I spent Nov-Jan helping him move, run a few errands when he lost his vehicle, etc. In that time, I went from being in denial to accepting this is likely drugs. You start to see the patterns, like after 3 or 4 hours he starts complaining about pain, getting antsy, and then eventually needing to return home to use the 'bathroom' and he dashes inside with his trusty backpack. He blames these 'pains' on having a car accident, his longterm health problems, etc. Previously you couldn't see the pattern because he wasn't around enough.
_____

So now I am stuck. I feel like I am falling into an enabling role....giving him advice and running errands, helping him pay bills since he cannot have a checking account (with his OWN money from his truck payment), and so on. I haven't given him ANY money since November, but I feel like my help is still an enabling tactic.
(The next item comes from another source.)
//! Tokio synchronization primitives used across the bootnode.
//!
//! Everything is re-exported from `tokio::sync` so callers depend on one path
//! whatever the runtime flavour.

pub use ::tokio::sync::*;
I want to confront him, but between my thoughts of suicide risk and the fact I have no serious proof outside of speculation based on snooping. Talk about a guilt trip. I am also in the very angry stage, and I don't know if I can control what I say right now. The rest of the fam wants to confront him as well, but since no one has really been around him other then me, he will know its my doing it and lord if I am wrong.....

I know none of his friends or contacts, his living situation is temporary, he is not really talking to anyone in the fam, so if he stops talking to me he will disappear. Oh yea, mother hen is in full force.
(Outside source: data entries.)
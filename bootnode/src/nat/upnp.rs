//! UPnP Internet Gateway Device client.
//!
//! The gateway is located with an SSDP search, its description fetched over
//! HTTP, and the WAN connection service driven with SOAP calls.

use std::fmt;
use std::net::{IpAddr, SocketAddr};
use std::time::Duration;

use async_trait::async_trait;
use lazy_static::lazy_static;
use log::{debug, trace};
use regex::Regex;
use reqwest::{Client, Url};
use tos_bootnode_common::tokio::{
    net::UdpSocket,
    sync::OnceCell,
    time::{timeout, Instant},
};

use super::{NatError, NatMechanism, NatResult, Protocol};

const SSDP_ADDR: &str = "239.255.255.250:1900";
const SEARCH_TARGET: &str = "urn:schemas-upnp-org:device:InternetGatewayDevice:1";
const DISCOVERY_TIMEOUT: Duration = Duration::from_secs(3);
const HTTP_TIMEOUT: Duration = Duration::from_secs(5);

lazy_static! {
    static ref SERVICE_BLOCK: Regex = Regex::new(r"(?s)<service>(.*?)</service>").expect("valid regex");
    static ref SERVICE_TYPE: Regex =
        Regex::new(r"<serviceType>\s*(urn:schemas-upnp-org:service:WAN(?:IP|PPP)Connection:\d)\s*</serviceType>")
            .expect("valid regex");
    static ref CONTROL_URL: Regex = Regex::new(r"<controlURL>\s*([^<\s]+)\s*</controlURL>").expect("valid regex");
    static ref EXTERNAL_IP: Regex =
        Regex::new(r"<NewExternalIPAddress>\s*([^<\s]*)\s*</NewExternalIPAddress>").expect("valid regex");
}

fn search_request() -> String {
    format!(
        "M-SEARCH * HTTP/1.1\r\nHOST: {}\r\nST: {}\r\nMAN: \"ssdp:discover\"\r\nMX: 2\r\n\r\n",
        SSDP_ADDR, SEARCH_TARGET
    )
}

/// `LOCATION` header of an SSDP response.
fn parse_ssdp_location(response: &str) -> Option<String> {
    response.lines().find_map(|line| {
        let (name, value) = line.split_once(':')?;
        name.trim()
            .eq_ignore_ascii_case("location")
            .then(|| value.trim().to_string())
    })
}

/// Service type and control URL of the first WAN connection service.
fn find_control_url(description: &str) -> Option<(String, String)> {
    SERVICE_BLOCK.captures_iter(description).find_map(|block| {
        let body = block.get(1)?.as_str();
        let service = SERVICE_TYPE.captures(body)?.get(1)?.as_str().to_string();
        let control = CONTROL_URL.captures(body)?.get(1)?.as_str().to_string();
        Some((service, control))
    })
}

fn parse_external_ip(response: &str) -> NatResult<IpAddr> {
    let value = EXTERNAL_IP
        .captures(response)
        .and_then(|c| c.get(1))
        .map(|m| m.as_str())
        .ok_or_else(|| NatError::Gateway("no NewExternalIPAddress in response".to_string()))?;
    value
        .parse()
        .map_err(|_| NatError::Gateway(format!("gateway reported invalid IP '{}'", value)))
}

fn soap_envelope(service: &str, action: &str, args: &[(&str, String)]) -> String {
    let args: String = args
        .iter()
        .map(|(name, value)| format!("<{0}>{1}</{0}>", name, value))
        .collect();
    format!(
        "<?xml version=\"1.0\"?>\
<s:Envelope xmlns:s=\"http://schemas.xmlsoap.org/soap/envelope/\" s:encodingStyle=\"http://schemas.xmlsoap.org/soap/encoding/\">\
<s:Body><u:{action} xmlns:u=\"{service}\">{args}</u:{action}></s:Body></s:Envelope>",
        action = action,
        service = service,
        args = args
    )
}

#[derive(Debug, Clone)]
struct Gateway {
    control_url: Url,
    service: String,
    /// Our address on the gateway's network.
    local_ip: IpAddr,
}

#[derive(Debug)]
pub struct Upnp {
    client: Client,
    gateway: OnceCell<Gateway>,
}

impl Default for Upnp {
    fn default() -> Self {
        Self::new()
    }
}

impl Upnp {
    pub fn new() -> Self {
        let client = Client::builder()
            .timeout(HTTP_TIMEOUT)
            .build()
            .unwrap_or_default();
        Self {
            client,
            gateway: OnceCell::new(),
        }
    }

    async fn gateway(&self) -> NatResult<&Gateway> {
        self.gateway.get_or_try_init(|| self.discover()).await
    }

    async fn discover(&self) -> NatResult<Gateway> {
        let socket = UdpSocket::bind("0.0.0.0:0").await?;
        socket.send_to(search_request().as_bytes(), SSDP_ADDR).await?;

        let deadline = Instant::now() + DISCOVERY_TIMEOUT;
        let mut buf = vec![0u8; 2048];
        loop {
            let remaining = deadline.saturating_duration_since(Instant::now());
            let (len, from) = match timeout(remaining, socket.recv_from(&mut buf)).await {
                Ok(received) => received?,
                Err(_) => return Err(NatError::NoGateway),
            };
            let response = String::from_utf8_lossy(&buf[..len]);
            let Some(location) = parse_ssdp_location(&response) else {
                if log::log_enabled!(log::Level::Trace) {
                    trace!("SSDP response from {} without location", from);
                }
                continue;
            };

            match self.describe(&location, from).await {
                Ok(gateway) => {
                    if log::log_enabled!(log::Level::Debug) {
                        debug!("Found UPnP gateway at {} ({})", gateway.control_url, gateway.service);
                    }
                    return Ok(gateway);
                }
                Err(e) => {
                    if log::log_enabled!(log::Level::Debug) {
                        debug!("Ignoring UPnP device at {}: {}", location, e);
                    }
                }
            }
        }
    }

    async fn describe(&self, location: &str, from: SocketAddr) -> NatResult<Gateway> {
        let base = Url::parse(location).map_err(|e| NatError::Gateway(e.to_string()))?;
        let description = self.client.get(base.clone()).send().await?.text().await?;
        let (service, control) = find_control_url(&description)
            .ok_or_else(|| NatError::Gateway("no WAN connection service".to_string()))?;
        let control_url = base.join(&control).map_err(|e| NatError::Gateway(e.to_string()))?;

        let route = UdpSocket::bind("0.0.0.0:0").await?;
        route.connect(from).await?;
        let local_ip = route.local_addr()?.ip();

        Ok(Gateway {
            control_url,
            service,
            local_ip,
        })
    }

    async fn soap(&self, action: &str, args: &[(&str, String)]) -> NatResult<String> {
        let gateway = self.gateway().await?;
        let response = self
            .client
            .post(gateway.control_url.clone())
            .header("Content-Type", "text/xml; charset=\"utf-8\"")
            .header("SOAPAction", format!("\"{}#{}\"", gateway.service, action))
            .body(soap_envelope(&gateway.service, action, args))
            .send()
            .await?;

        let status = response.status();
        let body = response.text().await?;
        if !status.is_success() {
            return Err(NatError::Gateway(format!("{} failed with HTTP {}", action, status)));
        }
        Ok(body)
    }
}

impl fmt::Display for Upnp {
    fn fmt(&self, f: &mut fmt::Formatter<'_>) -> fmt::Result {
        f.write_str("UPnP")
    }
}

#[async_trait]
impl NatMechanism for Upnp {
    async fn external_ip(&self) -> NatResult<IpAddr> {
        let body = self.soap("GetExternalIPAddress", &[]).await?;
        parse_external_ip(&body)
    }

    async fn add_mapping(
        &self,
        protocol: Protocol,
        external_port: u16,
        internal_port: u16,
        name: &str,
        lifetime: Duration,
    ) -> NatResult<u16> {
        let local_ip = self.gateway().await?.local_ip;
        // Some gateways refuse to update an existing mapping
        let _ = self.delete_mapping(protocol, external_port, internal_port).await;
        self.soap(
            "AddPortMapping",
            &[
                ("NewRemoteHost", String::new()),
                ("NewExternalPort", external_port.to_string()),
                ("NewProtocol", protocol.to_string()),
                ("NewInternalPort", internal_port.to_string()),
                ("NewInternalClient", local_ip.to_string()),
                ("NewEnabled", "1".to_string()),
                ("NewPortMappingDescription", name.to_string()),
                ("NewLeaseDuration", lifetime.as_secs().to_string()),
            ],
        )
        .await?;
        Ok(external_port)
    }

    async fn delete_mapping(&self, protocol: Protocol, external_port: u16, _internal_port: u16) -> NatResult<()> {
        self.soap(
            "DeletePortMapping",
            &[
                ("NewRemoteHost", String::new()),
                ("NewExternalPort", external_port.to_string()),
                ("NewProtocol", protocol.to_string()),
            ],
        )
        .await
        .map(|_| ())
    }
}

#[cfg(test)]
mod tests {
    use super::*;

    const DESCRIPTION: &str = r#"<?xml version="1.0"?>
<root xmlns="urn:schemas-upnp-org:device-1-0">
  <device>
    <serviceList>
      <service>
        <serviceType>urn:schemas-upnp-org:service:Layer3Forwarding:1</serviceType>
        <controlURL>/ctl/L3F</controlURL>
      </service>
      <service>
        <serviceType>urn:schemas-upnp-org:service:WANIPConnection:1</serviceType>
        <serviceId>urn:upnp-org:serviceId:WANIPConn1</serviceId>
        <controlURL>/ctl/IPConn</controlURL>
      </service>
    </serviceList>
  </device>
</root>"#;

    #[test]
    fn test_parse_ssdp_location() {
        let response = "HTTP/1.1 200 OK\r\nCACHE-CONTROL: max-age=120\r\nLocation: http://192.168.1.1:5000/rootDesc.xml\r\nST: urn:schemas-upnp-org:device:InternetGatewayDevice:1\r\n\r\n";
        assert_eq!(
            parse_ssdp_location(response).as_deref(),
            Some("http://192.168.1.1:5000/rootDesc.xml")
        );
        assert!(parse_ssdp_location("HTTP/1.1 200 OK\r\n\r\n").is_none());
    }

    #[test]
    fn test_find_control_url() {
        let (service, control) = find_control_url(DESCRIPTION).unwrap();
        assert_eq!(service, "urn:schemas-upnp-org:service:WANIPConnection:1");
        assert_eq!(control, "/ctl/IPConn");

        let base = Url::parse("http://192.168.1.1:5000/rootDesc.xml").unwrap();
        assert_eq!(
            base.join(&control).unwrap().as_str(),
            "http://192.168.1.1:5000/ctl/IPConn"
        );
        assert!(find_control_url("<root><service></service></root>").is_none());
    }

    #[test]
    fn test_parse_external_ip() {
        let body = "<s:Envelope><s:Body><u:GetExternalIPAddressResponse><NewExternalIPAddress>203.0.113.5</NewExternalIPAddress></u:GetExternalIPAddressResponse></s:Body></s:Envelope>";
        assert_eq!(parse_external_ip(body).unwrap(), "203.0.113.5".parse::<IpAddr>().unwrap());
        assert!(parse_external_ip("<NewExternalIPAddress></NewExternalIPAddress>").is_err());
        assert!(parse_external_ip("<empty/>").is_err());
    }

    #[test]
    fn test_soap_envelope() {
        let body = soap_envelope(
            "urn:schemas-upnp-org:service:WANIPConnection:1",
            "DeletePortMapping",
            &[("NewExternalPort", "2126".to_string()), ("NewProtocol", "UDP".to_string())],
        );
        assert!(body.contains(
            "<u:DeletePortMapping xmlns:u=\"urn:schemas-upnp-org:service:WANIPConnection:1\">"
        ));
        assert!(body.contains("<NewExternalPort>2126</NewExternalPort><NewProtocol>UDP</NewProtocol>"));
        assert!(body.ends_with("</u:DeletePortMapping></s:Body></s:Envelope>"));
    }
}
AHHH...what do I do? I get the feeling he isn't ready for 'help' yet, its almost an air of smugness that he can pull over these lies on all of us. He guilt trips everyone into feeling sorry for his situation, all the 'bad luck' he has suffered, and I have to stand there biting my lip.

I want to let him know that we know whats going on, and we are there to help when he is ready. What is the best way to do this?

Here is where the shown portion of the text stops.